//! List Views
//!
//! A list view renders one subtree per item of a reactive query. Items are
//! their own keys, so the data must be cheap to clone, comparable, and
//! hashable.
//!
//! # How Reconciliation Works
//!
//! 1. The item query runs tracked; any change to a dependency reruns it.
//! 2. The fresh item sequence is matched against the previous one with the
//!    same two-ended strategy used for keyed element children: heads and
//!    tails first, then a key map for the middle.
//! 3. A matched item keeps its document subtree and bindings untouched.
//!    When the optional index container is in play and the item landed at
//!    a new position, the new index is written into that container, so
//!    only the item's own index-dependent parts update.
//! 4. Unmatched new items mount fresh; unmatched old items are removed
//!    with their bindings disposed.
//!
//! The whole list lives before a comment node that serves as its anchor,
//! keeping insertions positioned even when the list is empty.

use std::cell::RefCell;
use std::collections::{HashMap, HashSet};
use std::hash::Hash;
use std::rc::Rc;

use tracing::trace;

use crate::dom::{Dom, NodeHandle};
use crate::store::{write, Container, GetState, StateListener, Store, TrackerCore};
use crate::vdom::node::{ListNode, VirtualNode};
use crate::vdom::render::{create_before, dispose_bindings, remove_node};

pub(crate) type ItemQuery<I> = Rc<dyn Fn(&mut GetState<'_>) -> Vec<I>>;
pub(crate) type ItemTemplate<I> = Rc<dyn Fn(&I, Option<&Container<usize>>) -> VirtualNode>;

/// A list view over `query`, rendering each item with `template`.
pub fn list_view<I>(
    query: impl Fn(&mut GetState<'_>) -> Vec<I> + 'static,
    template: impl Fn(&I) -> VirtualNode + 'static,
) -> VirtualNode
where
    I: Clone + Eq + Hash + 'static,
{
    build(
        Rc::new(query),
        Rc::new(move |item: &I, _index: Option<&Container<usize>>| template(item)),
        false,
    )
}

/// Like [`list_view`], but the template also receives a container holding
/// the item's current position. Reordering writes the new position into
/// that container instead of re-rendering the item.
pub fn list_view_with_index<I>(
    query: impl Fn(&mut GetState<'_>) -> Vec<I> + 'static,
    template: impl Fn(&I, &Container<usize>) -> VirtualNode + 'static,
) -> VirtualNode
where
    I: Clone + Eq + Hash + 'static,
{
    build(
        Rc::new(query),
        Rc::new(move |item: &I, index: Option<&Container<usize>>| {
            let index = index.unwrap_or_else(|| panic!("indexed list item without an index container"));
            template(item, index)
        }),
        true,
    )
}

fn build<I>(query: ItemQuery<I>, template: ItemTemplate<I>, indexed: bool) -> VirtualNode
where
    I: Clone + Eq + Hash + 'static,
{
    VirtualNode::List(ListNode {
        driver: Rc::new(TypedListDriver {
            query,
            template,
            indexed,
        }),
        anchor: None,
        binding: None,
    })
}

/// Type-erased entry point used when a list description is mounted.
pub(crate) trait ListDriver {
    fn mount(&self, store: &Store, dom: &Dom, anchor: NodeHandle) -> Rc<dyn ListControl>;
}

/// Operations the renderer needs from a mounted list, independent of the
/// item type.
pub(crate) trait ListControl {
    /// Document node of the first item, when any item exists.
    fn first_node(&self) -> Option<NodeHandle>;
    /// Dispose item bindings without touching the document.
    fn dispose(&self, store: &Store);
    /// Dispose bindings and remove every item plus the anchor.
    fn remove_from(&self, store: &Store, dom: &Dom, parent: NodeHandle);
}

struct TypedListDriver<I> {
    query: ItemQuery<I>,
    template: ItemTemplate<I>,
    indexed: bool,
}

impl<I> ListDriver for TypedListDriver<I>
where
    I: Clone + Eq + Hash + 'static,
{
    fn mount(&self, store: &Store, dom: &Dom, anchor: NodeHandle) -> Rc<dyn ListControl> {
        let binding = Rc::new(ListBinding {
            core: TrackerCore::new(),
            dom: dom.clone(),
            anchor,
            query: self.query.clone(),
            template: self.template.clone(),
            indexed: self.indexed,
            items: RefCell::new(Vec::new()),
        });
        binding.clone().update(store);
        binding
    }
}

struct ListItem<I> {
    key: I,
    position: usize,
    index_state: Option<Container<usize>>,
    rendered: Option<VirtualNode>,
}

impl<I> ListItem<I> {
    fn first_node(&self) -> Option<NodeHandle> {
        self.rendered.as_ref().and_then(|node| node.first_handle())
    }
}

struct ListBinding<I> {
    core: TrackerCore,
    dom: Dom,
    anchor: NodeHandle,
    query: ItemQuery<I>,
    template: ItemTemplate<I>,
    indexed: bool,
    items: RefCell<Vec<ListItem<I>>>,
}

impl<I> ListBinding<I>
where
    I: Clone + Eq + Hash + 'static,
{
    fn parent(&self) -> NodeHandle {
        self.dom
            .parent_node(self.anchor)
            .unwrap_or_else(|| panic!("list anchor is not in the document"))
    }

    fn mount_item(&self, store: &Store, item: &mut ListItem<I>, reference: Option<NodeHandle>) {
        if self.indexed && item.index_state.is_none() {
            item.index_state = Some(Container::new(item.position));
        }
        let view = (self.template)(&item.key, item.index_state.as_ref());
        let reference = reference.or(Some(self.anchor));
        item.rendered = Some(create_before(store, &self.dom, self.parent(), view, reference));
    }

    /// Merge a matched old item into its new slot. The document subtree
    /// transfers as-is; a changed position flows through the index
    /// container.
    fn merge_item(&self, store: &Store, old: ListItem<I>, new: &mut ListItem<I>) {
        new.rendered = old.rendered;
        new.index_state = old.index_state;
        if old.position != new.position {
            if let Some(index) = &new.index_state {
                store.dispatch(write(index, new.position));
            }
        }
    }

    fn remove_item(&self, store: &Store, mut item: ListItem<I>) {
        if let Some(rendered) = item.rendered.take() {
            remove_node(store, &self.dom, self.parent(), rendered);
        }
        if let Some(index) = item.index_state.take() {
            store.evict(&index);
        }
    }

    fn reconcile(&self, store: &Store, data: Vec<I>) {
        let previous = std::mem::take(&mut *self.items.borrow_mut());
        let mut old: Vec<Option<ListItem<I>>> = previous.into_iter().map(Some).collect();
        let old_keys: Vec<I> = old
            .iter()
            .map(|slot| slot.as_ref().map(|item| item.key.clone()).expect("fresh slot"))
            .collect();
        let mut out: Vec<Option<ListItem<I>>> = data
            .into_iter()
            .enumerate()
            .map(|(position, key)| {
                Some(ListItem {
                    key,
                    position,
                    index_state: None,
                    rendered: None,
                })
            })
            .collect();

        let mut old_head: isize = 0;
        let mut old_tail: isize = old.len() as isize - 1;
        let mut new_head: isize = 0;
        let mut new_tail: isize = out.len() as isize - 1;

        while new_head <= new_tail && old_head <= old_tail {
            if old_keys[old_head as usize] != out[new_head as usize].as_ref().expect("new item").key {
                break;
            }
            let old_item = old[old_head as usize].take().expect("head item present");
            let slot = out[new_head as usize].as_mut().expect("head item present");
            self.merge_item(store, old_item, slot);
            old_head += 1;
            new_head += 1;
        }
        while new_head <= new_tail && old_head <= old_tail {
            if old_keys[old_tail as usize] != out[new_tail as usize].as_ref().expect("new item").key {
                break;
            }
            let old_item = old[old_tail as usize].take().expect("tail item present");
            let slot = out[new_tail as usize].as_mut().expect("tail item present");
            self.merge_item(store, old_item, slot);
            old_tail -= 1;
            new_tail -= 1;
        }

        if old_head > old_tail {
            let reference = self.trailing_reference(&out, new_tail);
            for index in new_head..=new_tail {
                let slot = out[index as usize].as_mut().expect("new item present");
                self.mount_item(store, slot, reference);
            }
        } else if new_head > new_tail {
            for index in old_head..=old_tail {
                if let Some(item) = old[index as usize].take() {
                    self.remove_item(store, item);
                }
            }
        } else {
            trace!("reconciling keyed list middle section");
            let mut keyed: HashMap<I, usize> = HashMap::new();
            for index in (old_head as usize)..=(old_tail as usize) {
                keyed.entry(old_keys[index].clone()).or_insert(index);
            }
            let mut consumed: HashSet<I> = HashSet::new();

            while new_head <= new_tail {
                let old_in_range = old_head <= old_tail;
                let new_key = out[new_head as usize].as_ref().expect("new item").key.clone();
                let reference = if old_in_range {
                    old[old_head as usize]
                        .as_ref()
                        .and_then(|item| item.first_node())
                } else {
                    self.trailing_reference(&out, new_tail)
                };

                if old_in_range {
                    let old_key = &old_keys[old_head as usize];
                    if consumed.contains(old_key) {
                        old_head += 1;
                        continue;
                    }
                    // A match at the cursor merges in place before the
                    // lookahead may skip it, so the first of two equal
                    // items is the one that keeps its rendering.
                    if *old_key == new_key {
                        let old_item = old[old_head as usize].take().expect("old item present");
                        let slot = out[new_head as usize].as_mut().expect("new item present");
                        self.merge_item(store, old_item, slot);
                        consumed.insert(new_key);
                        old_head += 1;
                        new_head += 1;
                        continue;
                    }
                    let successor_matches = old_keys
                        .get((old_head + 1) as usize)
                        .map_or(false, |key| *key == new_key);
                    if successor_matches {
                        old_head += 1;
                        continue;
                    }
                }

                match keyed.get(&new_key).copied() {
                    Some(index) if old[index].is_some() => {
                        // A displaced item: move its document nodes in
                        // front of the current position.
                        let moved = old[index].take().expect("keyed item present");
                        if let Some(handle) = moved.first_node() {
                            self.dom.insert_before(self.parent(), handle, reference);
                        }
                        let slot = out[new_head as usize].as_mut().expect("new item present");
                        self.merge_item(store, moved, slot);
                        consumed.insert(new_key);
                    }
                    _ => {
                        let slot = out[new_head as usize].as_mut().expect("new item present");
                        self.mount_item(store, slot, reference);
                    }
                }
                new_head += 1;
            }

            for slot in old.iter_mut() {
                if let Some(item) = slot.take() {
                    self.remove_item(store, item);
                }
            }
        }

        *self.items.borrow_mut() = out
            .into_iter()
            .map(|slot| slot.expect("every item slot is filled after reconciliation"))
            .collect();
    }

    fn trailing_reference(&self, out: &[Option<ListItem<I>>], new_tail: isize) -> Option<NodeHandle> {
        let next = (new_tail + 1) as usize;
        out.get(next)
            .and_then(|slot| slot.as_ref())
            .and_then(|item| item.first_node())
            .or(Some(self.anchor))
    }
}

impl<I> StateListener for ListBinding<I>
where
    I: Clone + Eq + Hash + 'static,
{
    fn update(self: Rc<Self>, store: &Store) {
        if self.core.is_disposed() {
            return;
        }
        let listener: Rc<dyn StateListener> = self.clone();
        let query = self.query.clone();
        let data = self.core.run(store, &listener, |get| query(get));
        self.reconcile(store, data);
    }
}

impl<I> ListControl for ListBinding<I>
where
    I: Clone + Eq + Hash + 'static,
{
    fn first_node(&self) -> Option<NodeHandle> {
        self.items
            .borrow()
            .first()
            .and_then(|item| item.first_node())
    }

    fn dispose(&self, store: &Store) {
        self.core.dispose();
        let items = std::mem::take(&mut *self.items.borrow_mut());
        for mut item in items {
            if let Some(rendered) = item.rendered.take() {
                dispose_bindings(store, &rendered);
            }
            if let Some(index) = item.index_state.take() {
                store.evict(&index);
            }
        }
    }

    fn remove_from(&self, store: &Store, dom: &Dom, parent: NodeHandle) {
        self.core.dispose();
        let items = std::mem::take(&mut *self.items.borrow_mut());
        for mut item in items {
            if let Some(rendered) = item.rendered.take() {
                remove_node(store, dom, parent, rendered);
            }
            if let Some(index) = item.index_state.take() {
                store.evict(&index);
            }
        }
        dom.remove_child(parent, self.anchor);
    }
}

#[cfg(test)]
mod tests {
    use super::*;
    use crate::vdom::node::{reactive_text, virtual_element, ElementConfig};

    fn indexed_names_list(names: &Container<Vec<String>>) -> VirtualNode {
        let names = names.clone();
        list_view_with_index(
            move |get| get.get(&names),
            |name: &String, index: &Container<usize>| {
                let name = name.clone();
                let index = index.clone();
                virtual_element(
                    "li",
                    ElementConfig::new(),
                    vec![reactive_text(move |get| {
                        format!("{}:{}", get.get(&index), name)
                    })],
                )
            },
        )
    }

    #[test]
    fn removed_items_release_their_index_containers() {
        let store = Store::new();
        let dom = Dom::new();
        let body = dom.create_element("body");
        let names = Container::new(vec![
            "a".to_string(),
            "b".to_string(),
            "c".to_string(),
        ]);

        let mounted = create_before(&store, &dom, body, indexed_names_list(&names), None);
        let populated = store.registered_count();

        store.dispatch(write(&names, vec!["a".to_string(), "c".to_string()]));
        assert_eq!(store.registered_count(), populated - 1);

        // Reordering keeps every index container registered.
        store.dispatch(write(&names, vec!["c".to_string(), "a".to_string()]));
        assert_eq!(store.registered_count(), populated - 1);

        remove_node(&store, &dom, body, mounted);
        assert_eq!(store.registered_count(), populated - 3);
    }
}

_____

WORK ORDER.
Transcribe the opening lines of the listing exactly, please. Stop after the line that contains "for the middle.".

YOUR SOLUTION.
//! List Views
//!
//! A list view renders one subtree per item of a reactive query. Items are
//! their own keys, so the data must be cheap to clone, comparable, and
//! hashable.
//!
//! # How Reconciliation Works
//!
//! 1. The item query runs tracked; any change to a dependency reruns it.
//! 2. The fresh item sequence is matched against the previous one with the
//!    same two-ended strategy used for keyed element children: heads and
//!    tails first, then a key map for the middle.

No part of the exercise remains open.